November 25, 2009 / 6:25 AM

I really don't care anymore.
I'm tired, tired of this pitless hole I always seem to be falling in.
I dont know anymore, all I want to do is cry myself to sleep.
But I can't, because now I'm awake again to go to school.
And nothing seems to fall from my eyes.
I dont want to go to school.
I dont want to take the french test.
or the science test we're going to be planning today.
I wish I didn't even meet you or even know you.
I starting to feel like hating myself,
I always seem to get myself into these type of things.
I dont want to do anything.
Its only my piece of paper and pen that help me with this mess.
After yesterday's events, all I want to do is see you and tell you everything,
but really, how can I do that when I seem to be non-existent in your presence?
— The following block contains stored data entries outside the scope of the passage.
impl CraftInit {
    /// Creates a record with no secondary costs and no restored state.
    #[must_use]
    pub fn new(base_capacity: f64, conversion_rate: f64) -> Self {
        Self {
            base_capacity,
            conversion_rate,
            secondary_costs: BTreeMap::new(),
            unlocked: None,
            balance: None,
            capacity: None,
            discount: None,
        }
    }

    /// Adds a secondary currency cost.
    #[must_use]
    pub fn with_secondary(mut self, currency: impl Into<String>, cost: f64) -> Self {
        self.secondary_costs.insert(currency.into(), cost);
        self
    }

    /// Marks the craft as unlocked from the start.
    #[must_use]
    pub const fn unlocked(mut self) -> Self {
        self.unlocked = Some(true);
        self
    }

    /// Restores an inventory balance.
    #[must_use]
    pub const fn with_balance(mut self, balance: f64) -> Self {
        self.balance = Some(balance);
        self
    }

    /// Restores a capacity.
    #[must_use]
    pub const fn with_capacity(mut self, capacity: f64) -> Self {
        self.capacity = Some(capacity);
        self
    }

    /// Restores a discount.
    #[must_use]
    pub const fn with_discount(mut self, discount: f64) -> Self {
        self.discount = Some(discount);
        self
    }
}

/// Which constraint decided the amount of a craft.
#[derive(Clone, Debug, PartialEq, Eq)]
pub enum CraftLimit {
    /// The player got everything they asked for.
    Requested,
    /// Inventory room ran out.
    Capacity,
    /// Not enough hepteracts.
    Primary,
    /// Not enough of the named secondary currency.
    Secondary(String),
}

/// Outcome of a successful craft.
#[derive(Clone, Debug, PartialEq)]
pub struct CraftReceipt {
    /// Amount the player asked for.
    pub requested: f64,
    /// Amount actually added to the inventory.
    pub crafted: f64,
    /// The binding constraint.
    pub limited_by: CraftLimit,
    /// Currency debited, per ledger key.
    pub debits: Vec<(String, f64)>,
}

impl CraftReceipt {
    /// True if fewer units were crafted than requested.
    #[must_use]
    pub fn is_short(&self) -> bool {
        self.crafted < self.requested
    }
}

/// One craftable hepteract type.
#[derive(Clone, Debug, PartialEq)]
pub struct HepteractCraft {
    unlocked: bool,
    balance: f64,
    capacity: f64,
    base_capacity: f64,
    conversion_rate: f64,
    secondary_costs: BTreeMap<String, f64>,
    discount: f64,
}
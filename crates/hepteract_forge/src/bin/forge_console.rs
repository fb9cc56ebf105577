//! # Forge Console
//!
//! Terminal front-end for the hepteract forge.
//!
//! ## Usage
//!
//! ```bash
//! forge_console --config data/hepteracts.toml --hepteracts 1e9 --quark-bonus 10
//! ```

use std::process::ExitCode;

use hepteract_economy::{
    Currency, CurrencyLedger, ForgeConfig, ForgeResult, HepteractCatalog, HepteractKind,
    QuarkStock, HEPTERACTS, QUARKS,
};
use hepteract_forge::{format_number, parse_number, Forge, ForgeUi, HelpTopic};
use tokio::io::{AsyncBufReadExt, AsyncWriteExt, BufReader, Lines, Stdin, Stdout};

/// Starting amount of every secondary currency.
const STARTING_SECONDARY: f64 = 1e150;

struct Options {
    config: Option<String>,
    hepteracts: f64,
    quark_bonus: f64,
}

impl Options {
    /// Parses command line arguments. `Ok(None)` means help was printed.
    fn parse(args: &[String]) -> Result<Option<Self>, String> {
        let mut options = Self {
            config: None,
            hepteracts: 1e9,
            quark_bonus: 0.0,
        };

        let mut i = 0;
        while i < args.len() {
            let value = args.get(i + 1);
            match (args[i].as_str(), value) {
                ("--config" | "-c", Some(path)) => options.config = Some(path.clone()),
                ("--hepteracts", Some(amount)) => options.hepteracts = parse_number(amount),
                ("--quark-bonus", Some(percent)) => options.quark_bonus = parse_number(percent),
                ("--help" | "-h", _) => {
                    println!("Usage: forge_console [OPTIONS]");
                    println!();
                    println!("Options:");
                    println!("  -c, --config <PATH>        Craft definitions (default: built-in)");
                    println!("      --hepteracts <AMOUNT>  Starting hepteracts (default: 1e9)");
                    println!("      --quark-bonus <PCT>    Bonus on purchased quarks (default: 0)");
                    println!("  -h, --help                 Show this help");
                    return Ok(None);
                }
                (flag, _) => return Err(format!("unknown or incomplete option: {flag}")),
            }
            i += 2;
        }

        if !options.hepteracts.is_finite() || options.hepteracts < 0.0 {
            return Err("--hepteracts must be a non-negative number".to_string());
        }
        if !options.quark_bonus.is_finite() {
            return Err("--quark-bonus must be a number".to_string());
        }
        Ok(Some(options))
    }
}

/// Line-based UI over stdin/stdout.
struct ConsoleUi {
    lines: Lines<BufReader<Stdin>>,
    out: Stdout,
}

impl ConsoleUi {
    fn new() -> Self {
        Self {
            lines: BufReader::new(tokio::io::stdin()).lines(),
            out: tokio::io::stdout(),
        }
    }

    async fn say(&mut self, text: &str) {
        // A closed stdout leaves nobody to tell.
        let _ = self.out.write_all(text.as_bytes()).await;
        let _ = self.out.flush().await;
    }

    async fn read_line(&mut self) -> Option<String> {
        self.lines.next_line().await.ok().flatten()
    }

    /// Next non-empty command line, or `None` at end of input.
    async fn command(&mut self) -> Option<String> {
        loop {
            self.say("forge> ").await;
            let line = self.read_line().await?;
            if !line.trim().is_empty() {
                return Some(line);
            }
        }
    }
}

impl ForgeUi for ConsoleUi {
    async fn alert(&mut self, message: &str) {
        self.say(&format!("{message}\n")).await;
    }

    async fn confirm(&mut self, message: &str) -> bool {
        self.say(&format!("{message} [y/N] ")).await;
        matches!(
            self.read_line().await.as_deref().map(str::trim),
            Some("y" | "Y" | "yes" | "Yes")
        )
    }

    async fn prompt(&mut self, message: &str) -> Option<String> {
        self.say(&format!("{message} ")).await;
        // An empty line dismisses the prompt.
        self.read_line().await.filter(|line| !line.trim().is_empty())
    }
}

fn starting_ledger(catalog: &HepteractCatalog, options: &Options) -> CurrencyLedger {
    let mut ledger = CurrencyLedger::new().with_currency(HEPTERACTS, options.hepteracts);
    for currency in catalog.required_currencies() {
        ledger.insert(currency, STARTING_SECONDARY);
    }
    ledger.insert(
        QUARKS,
        Currency::Quark(QuarkStock::new(STARTING_SECONDARY, options.quark_bonus)),
    );
    ledger
}

const COMMANDS: &str = "\
commands:
  list                    every hepteract and its inventory
  describe <kind>         forge panel for one hepteract
  unlock <kind>           unlock a hepteract
  craft <kind>            craft (asks how many)
  expand <kind>           double capacity of a full inventory
  spend <kind> <amount>   spend from an inventory
  discount <kind> <amt>   add discount
  exchange                buy quarks with hepteracts
  balances                show the ledger
  save <path>             write current crafts as TOML
  help [topic]            game help (coin, diamond, rune, mythos, challenge)
  quit";

async fn run(options: Options) -> ForgeResult<()> {
    let config = match &options.config {
        Some(path) => ForgeConfig::load(path)?,
        None => ForgeConfig::builtin()?,
    };
    let catalog = HepteractCatalog::from_config(&config)?;
    let ledger = starting_ledger(&catalog, &options);
    let mut forge = Forge::new(catalog, ledger, ConsoleUi::new());

    forge
        .ui_mut()
        .alert("Type 'commands' for a list.")
        .await;

    while let Some(line) = forge.ui_mut().command().await {
        let words: Vec<&str> = line.split_whitespace().collect();
        let Some(&command) = words.first() else {
            continue;
        };
        let kind = words.get(1).and_then(|key| HepteractKind::from_key(key));
        let amount = words.get(2).map_or(f64::NAN, |word| parse_number(word));

        let reply: Vec<String> = match (command, kind) {
            ("quit" | "exit", _) => break,
            ("commands", _) => vec![COMMANDS.to_string()],
            ("list", _) => forge
                .catalog()
                .iter()
                .map(|(kind, craft)| {
                    let lock = if craft.is_unlocked() { " " } else { "*" };
                    let full = if craft.is_full() { "  (full)" } else { "" };
                    format!(
                        "{lock} {:<20} {} / {}{full}",
                        kind.key(),
                        format_number(craft.balance(), 0, true),
                        format_number(craft.capacity(), 0, false)
                    )
                })
                .collect(),
            ("describe", Some(kind)) => {
                let text = forge.describe(kind);
                vec![text.unlocked, text.effect, text.current_effect, text.inventory, text.cost]
            }
            ("unlock", Some(kind)) => {
                if forge.unlock(kind).await {
                    Vec::new()
                } else {
                    vec!["Already unlocked.".to_string()]
                }
            }
            ("craft", Some(kind)) => match forge.craft(kind).await.done() {
                Some(receipt) if receipt.is_short() => {
                    vec![format!("Limited by: {:?}", receipt.limited_by)]
                }
                _ => Vec::new(),
            },
            ("expand", Some(kind)) => {
                forge.expand(kind).await;
                Vec::new()
            }
            ("spend", Some(kind)) if amount.is_finite() => {
                let balance = forge.spend(kind, amount).balance();
                vec![format!("Inventory: {}", format_number(balance, 0, true))]
            }
            ("discount", Some(kind)) if amount.is_finite() => {
                let discount = forge.add_discount(kind, amount).discount();
                vec![format!("Discount: {}", format_number(discount, 4, false))]
            }
            ("spend" | "discount", Some(_)) => vec![format!("{command} needs a number")],
            ("exchange", _) => {
                let panel = forge.describe_quark_exchange();
                forge.ui_mut().alert(&panel.effect).await;
                forge.ui_mut().alert(&panel.cost).await;
                forge.trade_for_quarks().await;
                Vec::new()
            }
            ("balances", _) => {
                let ledger = forge.ledger();
                let mut lines: Vec<String> = ledger
                    .names()
                    .map(|name| {
                        let value = ledger.balance(name).unwrap_or(f64::NAN);
                        format!("{name:<20} {}", format_number(value, 2, true))
                    })
                    .collect();
                if let Some(Currency::Quark(store)) = ledger.get(QUARKS) {
                    lines.push(format!(
                        "Quark purchases get a {}% bonus.",
                        format_number(store.bonus_percent(), 2, false)
                    ));
                }
                lines
            }
            ("save", _) => match words.get(1) {
                Some(path) => {
                    let text = forge.catalog().to_config().to_toml_string()?;
                    match std::fs::write(path, text) {
                        Ok(()) => vec![format!("Saved to {path}")],
                        Err(e) => vec![format!("Could not save to {path}: {e}")],
                    }
                }
                None => vec!["save needs a path".to_string()],
            },
            ("help", _) => match words.get(1) {
                Some(id) => match HelpTopic::from_id(id) {
                    Some(topic) => vec![topic.text().to_string()],
                    None => vec![format!("No help for '{id}'")],
                },
                None => {
                    let ids: Vec<&str> = HelpTopic::ALL.iter().map(|topic| topic.id()).collect();
                    vec![format!("help topics: {}", ids.join(", "))]
                }
            },
            (_, None) if words.len() > 1 => {
                vec![format!("'{command}': unknown hepteract '{}'", words[1])]
            }
            _ => vec![format!("'{command}' is not a command (try 'commands')")],
        };

        for line in reply {
            forge.ui_mut().alert(&line).await;
        }
    }
    Ok(())
}

fn main() -> ExitCode {
    println!("╔══════════════════════════════════════════════════════════════════╗");
    println!("║         HEPTERACT FORGE                                          ║");
    println!("╚══════════════════════════════════════════════════════════════════╝");
    println!();

    let args: Vec<String> = std::env::args().skip(1).collect();
    let options = match Options::parse(&args) {
        Ok(Some(options)) => options,
        Ok(None) => return ExitCode::SUCCESS,
        Err(message) => {
            eprintln!("error: {message}");
            return ExitCode::FAILURE;
        }
    };

    let runtime = match tokio::runtime::Builder::new_current_thread().build() {
        Ok(runtime) => runtime,
        Err(e) => {
            eprintln!("error: cannot start runtime: {e}");
            return ExitCode::FAILURE;
        }
    };

    match runtime.block_on(run(options)) {
        Ok(()) => ExitCode::SUCCESS,
        Err(e) => {
            eprintln!("error: {e}");
            ExitCode::FAILURE
        }
    }
}
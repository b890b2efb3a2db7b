//! Expression trees.

use lrforge::Pos;
use smartstring::alias::String;
use std::fmt;

#[derive(Debug, Clone, Copy, PartialEq, Eq)]
pub enum BinOp {
    Add,
    Sub,
    Mul,
    Div,
    Pow,
}

impl BinOp {
    pub fn symbol(self) -> char {
        match self {
            BinOp::Add => '+',
            BinOp::Sub => '-',
            BinOp::Mul => '*',
            BinOp::Div => '/',
            BinOp::Pow => '^',
        }
    }
}

/// Built-in functions callable as `name(expr)`.
#[derive(Debug, Clone, Copy, PartialEq, Eq)]
pub enum Func {
    Sin,
    Cos,
    Sqrt,
    Abs,
    Exp,
    Log,
}

impl Func {
    const ALL: [Func; 6] = [Func::Sin, Func::Cos, Func::Sqrt, Func::Abs, Func::Exp, Func::Log];

    pub fn name(self) -> &'static str {
        match self {
            Func::Sin => "sin",
            Func::Cos => "cos",
            Func::Sqrt => "sqrt",
            Func::Abs => "abs",
            Func::Exp => "exp",
            Func::Log => "log",
        }
    }

    pub fn from_name(name: &str) -> Option<Func> {
        Func::ALL.into_iter().find(|f| f.name() == name)
    }

    pub fn apply(self, x: f64) -> f64 {
        match self {
            Func::Sin => x.sin(),
            Func::Cos => x.cos(),
            Func::Sqrt => x.sqrt(),
            Func::Abs => x.abs(),
            Func::Exp => x.exp(),
            Func::Log => x.ln(),
        }
    }
}

/// A bracketed reference: `<name>`, `<name:spec>` or `<name:spec[time]>`.
#[derive(Debug, Clone, PartialEq)]
pub struct Reference {
    pub name: String,
    pub spec: Option<String>,
    pub time: Option<Box<Node>>,
}

impl Reference {
    /// Lookup key in the environment: `name` or `name:spec`.
    pub fn key(&self) -> String {
        match &self.spec {
            Some(spec) => {
                let mut key = self.name.clone();
                key.push(':');
                key.push_str(spec);
                key
            }
            None => self.name.clone(),
        }
    }
}

#[derive(Debug, Clone, PartialEq)]
pub enum NodeKind {
    Int(i64),
    Float(f64),
    Var(String),
    Neg(Box<Node>),
    Binary {
        op: BinOp,
        lhs: Box<Node>,
        rhs: Box<Node>,
    },
    Call {
        func: Func,
        arg: Box<Node>,
    },
    Ref(Reference),
}

/// An expression node and the source range it was parsed from.
#[derive(Debug, Clone, PartialEq)]
pub struct Node {
    pub kind: NodeKind,
    pub pos: Pos,
}

impl Node {
    pub fn new(kind: NodeKind, pos: Pos) -> Self {
        Self { kind, pos }
    }
}

/// Fully parenthesised: every operator application is wrapped, so the
/// output shows how the input was grouped.
impl fmt::Display for Node {
    fn fmt(&self, f: &mut fmt::Formatter<'_>) -> fmt::Result {
        match &self.kind {
            NodeKind::Int(n) => write!(f, "{}", n),
            NodeKind::Float(x) => write!(f, "{:?}", x),
            NodeKind::Var(name) => write!(f, "{}", name),
            NodeKind::Neg(e) => write!(f, "(-{})", e),
            NodeKind::Binary { op, lhs, rhs } => write!(f, "({}{}{})", lhs, op.symbol(), rhs),
            NodeKind::Call { func, arg } => write!(f, "{}({})", func.name(), arg),
            NodeKind::Ref(r) => {
                write!(f, "<{}", r.key())?;
                if let Some(time) = &r.time {
                    write!(f, "[{}]", time)?;
                }
                write!(f, ">")
            }
        }
    }
}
I respect your opinions, can't you respect mine?
You didn't sound like you were joking yesterday,
you were so serious.
There were a lot of things I wanted to tell you,
but they all got held back because I value our friendship too much.
But sometimes, you cross the line, and it pisses me off.
You can't tell who someone's lover is
just by the number of wall posts and stuff exchanged between two people.
Why do applications even make it to that point?
I'm frustrated, mad, sad, and unfortunately,
feeling vulnerable and mad at the world.
Thinking of you used to make me happy, but now its overshadowed by doubts, fears, and those expectations I hope that don't arise. No more hurting myself, no more no more no more.
You're the one person I want to talk to about this,
but I can't, for various reasons.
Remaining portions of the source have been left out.